Detallaba a continuación la serie de intentos por hacerse visible a los ojos del célebre articulista, haciendo constar que con tales acciones no perseguía otro objetivo que convertirse en diana de la saeta ilustrada de Marías, para lo cual había adquirido la costumbre de remitir por escrito las noticias de sus excentricidades al escritor. Contaba que se había hecho concejal de Podemos en el ayuntamiento de Madrid y que en la siguiente legislatura se había incorporado a la misma institución, pero con las siglas de Ciudadanos, albergando la esperanza de que este seísmo militante fuera razón suficiente para aparecer en una columna. Había abrigado la causa feminista en sus términos más bravos y selváticos, sin ocultar, más tarde, su participación en el negocio legal de los lupanares y clubes nocturnos de los alrededores de la capital. Había ejercido durante unos años la profesión docente contribuyendo a la vulgarización de la educación con proclamas pedagógicas e infantiloides, denostando la cultura tradicional y el prestigio de la añorada urbanidad. Después de haber ejercido en cargos municipales relacionados con la limpieza y los jardines, había prescindido de escrúpulos para sacar a su perrito y estimularlo para que defecara a campo abierto mientras él se jactaba en silencio de haberse olvidado de la bolsita.
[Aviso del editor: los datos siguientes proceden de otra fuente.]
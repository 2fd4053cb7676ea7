//! Framework Configuration
//!
//! Loaded from a TOML file; every field has a default so an empty or missing
//! file yields a usable configuration.

use std::path::{Path, PathBuf};
use serde::Deserialize;
use tracing::{info, warn};

use crate::error::StoreError;

#[derive(Debug, Clone, PartialEq, Eq, Deserialize)]
pub struct FrameworkConfig {
    /// Resolve quest names without an owner prefix by bare name
    #[serde(default = "default_true")]
    pub bare_name_fallback: bool,
    /// Directory for per-player stats files
    #[serde(default = "default_stats_dir")]
    pub stats_dir: PathBuf,
    /// Content pack files to load, in order
    #[serde(default)]
    pub content: Vec<PathBuf>,
    /// `tracing` filter directive used by the binary
    #[serde(default = "default_log_filter")]
    pub log_filter: String,
}

fn default_true() -> bool {
    true
}

fn default_stats_dir() -> PathBuf {
    PathBuf::from("stats")
}

fn default_log_filter() -> String {
    "quest_framework=info".to_string()
}

impl Default for FrameworkConfig {
    fn default() -> Self {
        Self {
            bare_name_fallback: default_true(),
            stats_dir: default_stats_dir(),
            content: Vec::new(),
            log_filter: default_log_filter(),
        }
    }
}

impl FrameworkConfig {
    /// Load from a TOML file, falling back to defaults when it does not exist.
    /// Relative content and stats paths are resolved against the file's directory.
    pub fn load_from_file(path: &Path) -> Result<Self, StoreError> {
        if !path.exists() {
            warn!("Config file {:?} does not exist, using defaults", path);
            return Ok(Self::default());
        }

        let content = std::fs::read_to_string(path)?;
        let mut config: FrameworkConfig = toml::from_str(&content)?;

        if let Some(base) = path.parent() {
            config.stats_dir = base.join(&config.stats_dir);
            config.content = config.content.iter().map(|p| base.join(p)).collect();
        }

        info!("Loaded config from {:?}", path);
        Ok(config)
    }
}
Y extenuado porque toda esta serie de provocaciones no habían sacado del escritor ni una gota miserable de tinta, Salvador P. había concluido que para Marías la estupidez tenía también sus grados, y que él escribía sobre los estúpidos con pedigrí y sobre las sandeces de baja intensidad, algo que no estaba consagrado más que en su vasta y personal biblia de la necedad. Durante una temporada, continuaba Salvador P. en su triste carta, se dio a los sueños reparadores de su ansiedad y se figuró a Marías metido a ministro de Cultura, campeando por las tierras de España y poniendo orden en el devastado páramo de cultura y costumbres de los necios españoles. Pero le costó tanto a Salvador P. mantener la musculatura de esa figuración que desistió al poco y volvió a su obsesión compulsiva que nunca encontró satisfacción.

Alguien tendría que haberle dicho a Salvador que no hacía falta tanta impostura y tanta astracanada. Que las oposiciones a la estupidez de Javier Marías se ganan solo con abrir la boca o hacer alguna buena obra que excite sus manías.